__GOAL OF THE EXERCISE__:
Count every line below that contains "match", then give that count and nothing else.

Dataset entries
++++++

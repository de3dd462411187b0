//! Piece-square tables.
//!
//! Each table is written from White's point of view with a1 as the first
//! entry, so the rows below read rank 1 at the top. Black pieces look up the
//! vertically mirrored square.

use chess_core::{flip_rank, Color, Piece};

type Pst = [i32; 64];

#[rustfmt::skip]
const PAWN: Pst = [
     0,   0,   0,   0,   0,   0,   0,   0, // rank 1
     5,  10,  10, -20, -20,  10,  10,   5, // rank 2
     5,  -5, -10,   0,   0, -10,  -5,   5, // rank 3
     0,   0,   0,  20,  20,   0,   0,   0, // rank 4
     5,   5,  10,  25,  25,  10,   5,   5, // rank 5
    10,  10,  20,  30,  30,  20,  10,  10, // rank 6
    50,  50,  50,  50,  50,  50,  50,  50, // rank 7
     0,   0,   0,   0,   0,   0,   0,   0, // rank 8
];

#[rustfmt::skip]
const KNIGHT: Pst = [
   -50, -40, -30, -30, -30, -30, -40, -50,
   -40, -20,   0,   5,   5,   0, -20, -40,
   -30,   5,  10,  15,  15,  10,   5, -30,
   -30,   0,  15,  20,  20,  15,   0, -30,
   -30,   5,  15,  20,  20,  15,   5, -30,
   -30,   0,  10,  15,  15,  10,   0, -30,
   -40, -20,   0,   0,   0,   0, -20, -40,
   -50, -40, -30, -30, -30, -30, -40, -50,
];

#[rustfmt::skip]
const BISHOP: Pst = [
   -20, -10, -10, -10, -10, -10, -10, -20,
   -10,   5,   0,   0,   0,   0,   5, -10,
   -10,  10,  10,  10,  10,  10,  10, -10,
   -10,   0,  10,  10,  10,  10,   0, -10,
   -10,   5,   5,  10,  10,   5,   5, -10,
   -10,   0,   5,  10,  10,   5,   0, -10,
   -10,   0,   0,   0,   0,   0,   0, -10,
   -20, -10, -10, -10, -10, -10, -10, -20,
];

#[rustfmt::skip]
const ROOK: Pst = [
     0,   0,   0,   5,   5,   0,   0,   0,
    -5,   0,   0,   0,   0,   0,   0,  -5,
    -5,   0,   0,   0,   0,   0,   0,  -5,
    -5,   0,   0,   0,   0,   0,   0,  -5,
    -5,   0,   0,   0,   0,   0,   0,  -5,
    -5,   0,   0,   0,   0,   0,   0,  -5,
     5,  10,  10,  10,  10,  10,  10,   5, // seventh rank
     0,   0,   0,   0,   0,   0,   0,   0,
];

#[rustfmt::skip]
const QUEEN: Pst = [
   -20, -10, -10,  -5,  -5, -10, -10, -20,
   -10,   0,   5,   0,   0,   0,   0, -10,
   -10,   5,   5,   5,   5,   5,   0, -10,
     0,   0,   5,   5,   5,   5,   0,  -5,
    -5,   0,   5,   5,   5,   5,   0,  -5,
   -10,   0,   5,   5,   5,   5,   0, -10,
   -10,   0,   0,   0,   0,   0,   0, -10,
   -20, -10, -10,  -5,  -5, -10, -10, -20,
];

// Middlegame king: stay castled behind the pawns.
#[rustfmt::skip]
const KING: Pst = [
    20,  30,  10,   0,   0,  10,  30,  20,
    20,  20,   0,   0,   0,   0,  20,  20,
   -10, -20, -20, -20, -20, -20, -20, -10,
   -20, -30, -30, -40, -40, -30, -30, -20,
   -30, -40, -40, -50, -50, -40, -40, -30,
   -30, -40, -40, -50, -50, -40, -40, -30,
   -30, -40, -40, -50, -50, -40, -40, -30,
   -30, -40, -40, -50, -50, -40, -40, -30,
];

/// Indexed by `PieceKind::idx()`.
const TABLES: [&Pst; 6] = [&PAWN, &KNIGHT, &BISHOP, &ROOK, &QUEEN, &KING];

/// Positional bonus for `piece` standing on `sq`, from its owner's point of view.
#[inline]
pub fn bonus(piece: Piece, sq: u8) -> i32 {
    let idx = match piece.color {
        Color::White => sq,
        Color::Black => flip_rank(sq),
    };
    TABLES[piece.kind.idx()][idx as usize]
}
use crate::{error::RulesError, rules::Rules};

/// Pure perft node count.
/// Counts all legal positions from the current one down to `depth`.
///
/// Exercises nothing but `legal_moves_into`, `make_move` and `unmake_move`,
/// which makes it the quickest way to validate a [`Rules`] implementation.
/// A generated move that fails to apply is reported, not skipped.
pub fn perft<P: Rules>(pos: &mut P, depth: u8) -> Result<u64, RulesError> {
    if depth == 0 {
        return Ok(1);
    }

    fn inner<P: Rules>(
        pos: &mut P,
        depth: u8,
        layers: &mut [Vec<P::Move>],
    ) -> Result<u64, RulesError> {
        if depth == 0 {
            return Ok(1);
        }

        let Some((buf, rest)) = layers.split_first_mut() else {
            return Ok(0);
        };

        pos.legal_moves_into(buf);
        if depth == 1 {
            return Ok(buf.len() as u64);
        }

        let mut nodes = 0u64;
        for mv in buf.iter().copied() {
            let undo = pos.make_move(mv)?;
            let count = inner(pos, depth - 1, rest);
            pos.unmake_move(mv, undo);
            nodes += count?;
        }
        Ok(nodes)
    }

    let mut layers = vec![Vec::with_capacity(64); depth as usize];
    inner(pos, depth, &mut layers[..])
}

++++++

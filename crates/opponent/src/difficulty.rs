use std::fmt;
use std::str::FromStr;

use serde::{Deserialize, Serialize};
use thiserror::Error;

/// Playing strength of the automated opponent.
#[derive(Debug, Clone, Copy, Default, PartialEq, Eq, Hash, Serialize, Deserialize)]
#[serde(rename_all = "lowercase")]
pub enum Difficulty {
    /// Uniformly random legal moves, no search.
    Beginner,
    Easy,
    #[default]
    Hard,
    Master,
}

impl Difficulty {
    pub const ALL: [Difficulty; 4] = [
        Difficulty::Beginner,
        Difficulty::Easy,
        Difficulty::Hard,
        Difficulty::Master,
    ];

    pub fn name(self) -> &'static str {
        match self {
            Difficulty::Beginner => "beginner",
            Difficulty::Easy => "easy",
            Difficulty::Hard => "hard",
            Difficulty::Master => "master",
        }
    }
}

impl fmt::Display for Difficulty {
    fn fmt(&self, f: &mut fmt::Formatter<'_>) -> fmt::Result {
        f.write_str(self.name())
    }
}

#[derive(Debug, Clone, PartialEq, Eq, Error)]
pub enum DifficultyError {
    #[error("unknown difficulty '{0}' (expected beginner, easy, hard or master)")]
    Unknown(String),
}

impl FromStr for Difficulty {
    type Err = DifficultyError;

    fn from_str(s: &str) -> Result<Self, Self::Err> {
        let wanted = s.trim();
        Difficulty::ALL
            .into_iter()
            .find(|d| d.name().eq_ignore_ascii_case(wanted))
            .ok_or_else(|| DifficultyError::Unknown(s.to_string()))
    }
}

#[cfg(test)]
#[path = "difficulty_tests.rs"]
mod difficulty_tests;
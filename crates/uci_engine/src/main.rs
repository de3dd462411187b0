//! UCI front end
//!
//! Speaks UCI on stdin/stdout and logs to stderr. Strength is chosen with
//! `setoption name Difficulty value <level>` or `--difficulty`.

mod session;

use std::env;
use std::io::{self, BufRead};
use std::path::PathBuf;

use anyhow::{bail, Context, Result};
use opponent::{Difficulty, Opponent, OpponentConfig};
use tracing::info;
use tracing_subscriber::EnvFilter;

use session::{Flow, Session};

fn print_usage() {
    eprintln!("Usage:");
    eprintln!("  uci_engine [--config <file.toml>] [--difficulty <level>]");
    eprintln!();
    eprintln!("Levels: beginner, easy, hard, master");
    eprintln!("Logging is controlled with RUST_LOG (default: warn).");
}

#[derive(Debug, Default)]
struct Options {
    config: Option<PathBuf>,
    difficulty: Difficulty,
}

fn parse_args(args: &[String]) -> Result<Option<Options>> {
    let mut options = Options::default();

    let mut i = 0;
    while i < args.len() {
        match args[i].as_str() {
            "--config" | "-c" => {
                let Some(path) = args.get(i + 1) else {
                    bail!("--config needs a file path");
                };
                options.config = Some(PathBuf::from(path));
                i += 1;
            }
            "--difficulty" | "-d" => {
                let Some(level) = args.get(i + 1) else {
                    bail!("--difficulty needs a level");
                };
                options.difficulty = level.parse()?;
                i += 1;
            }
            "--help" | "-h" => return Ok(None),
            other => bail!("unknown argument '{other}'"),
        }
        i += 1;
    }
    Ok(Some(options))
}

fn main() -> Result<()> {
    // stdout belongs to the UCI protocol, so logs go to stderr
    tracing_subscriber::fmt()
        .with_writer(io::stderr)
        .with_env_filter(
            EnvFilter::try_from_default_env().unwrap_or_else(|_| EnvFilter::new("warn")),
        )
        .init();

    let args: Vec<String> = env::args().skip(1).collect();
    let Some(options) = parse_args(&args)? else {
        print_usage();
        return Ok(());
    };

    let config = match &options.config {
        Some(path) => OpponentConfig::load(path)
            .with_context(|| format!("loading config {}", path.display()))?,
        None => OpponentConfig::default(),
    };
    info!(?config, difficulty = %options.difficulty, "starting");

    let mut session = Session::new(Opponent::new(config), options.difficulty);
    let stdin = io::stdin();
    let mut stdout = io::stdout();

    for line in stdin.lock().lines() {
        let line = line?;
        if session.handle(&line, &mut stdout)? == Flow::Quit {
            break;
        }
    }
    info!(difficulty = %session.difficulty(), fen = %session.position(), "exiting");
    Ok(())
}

++++++

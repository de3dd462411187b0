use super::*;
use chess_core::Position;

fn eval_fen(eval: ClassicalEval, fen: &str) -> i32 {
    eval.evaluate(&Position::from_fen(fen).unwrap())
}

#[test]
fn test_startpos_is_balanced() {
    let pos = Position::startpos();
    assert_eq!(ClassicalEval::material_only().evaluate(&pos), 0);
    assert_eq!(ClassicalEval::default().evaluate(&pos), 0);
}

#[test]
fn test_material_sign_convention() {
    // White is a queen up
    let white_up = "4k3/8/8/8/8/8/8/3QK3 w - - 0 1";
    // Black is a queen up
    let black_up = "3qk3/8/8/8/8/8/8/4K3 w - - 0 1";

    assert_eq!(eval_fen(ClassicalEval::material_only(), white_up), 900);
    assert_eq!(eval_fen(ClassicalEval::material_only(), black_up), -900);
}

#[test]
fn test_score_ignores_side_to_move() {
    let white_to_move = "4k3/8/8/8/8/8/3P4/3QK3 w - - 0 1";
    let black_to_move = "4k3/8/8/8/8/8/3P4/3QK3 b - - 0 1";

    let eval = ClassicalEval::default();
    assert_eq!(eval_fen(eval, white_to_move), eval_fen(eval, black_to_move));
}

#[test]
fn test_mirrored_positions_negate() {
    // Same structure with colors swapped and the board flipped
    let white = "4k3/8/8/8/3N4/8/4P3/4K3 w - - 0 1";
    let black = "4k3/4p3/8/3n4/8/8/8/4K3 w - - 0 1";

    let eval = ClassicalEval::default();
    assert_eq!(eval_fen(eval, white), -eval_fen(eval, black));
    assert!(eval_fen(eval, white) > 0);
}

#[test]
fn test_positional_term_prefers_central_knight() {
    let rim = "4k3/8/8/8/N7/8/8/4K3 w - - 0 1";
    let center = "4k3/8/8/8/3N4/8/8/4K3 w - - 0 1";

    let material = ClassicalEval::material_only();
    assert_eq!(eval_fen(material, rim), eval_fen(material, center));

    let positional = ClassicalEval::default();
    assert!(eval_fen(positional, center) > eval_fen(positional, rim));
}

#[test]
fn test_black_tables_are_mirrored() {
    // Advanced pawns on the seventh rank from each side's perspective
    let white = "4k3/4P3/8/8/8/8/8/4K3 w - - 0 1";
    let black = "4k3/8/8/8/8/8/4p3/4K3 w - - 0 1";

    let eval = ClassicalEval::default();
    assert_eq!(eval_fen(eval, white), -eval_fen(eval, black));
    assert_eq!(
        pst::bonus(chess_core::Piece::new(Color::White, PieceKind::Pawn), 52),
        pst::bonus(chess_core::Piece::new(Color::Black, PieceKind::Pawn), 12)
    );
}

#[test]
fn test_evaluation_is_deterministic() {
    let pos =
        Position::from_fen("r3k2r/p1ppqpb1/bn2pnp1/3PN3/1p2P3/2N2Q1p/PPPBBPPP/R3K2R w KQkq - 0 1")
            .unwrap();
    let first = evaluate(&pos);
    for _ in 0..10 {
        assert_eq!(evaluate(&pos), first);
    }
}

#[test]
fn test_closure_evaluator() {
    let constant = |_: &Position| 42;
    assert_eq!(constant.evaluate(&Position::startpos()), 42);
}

++++++

__OUTPUT OF THE TASK__:
4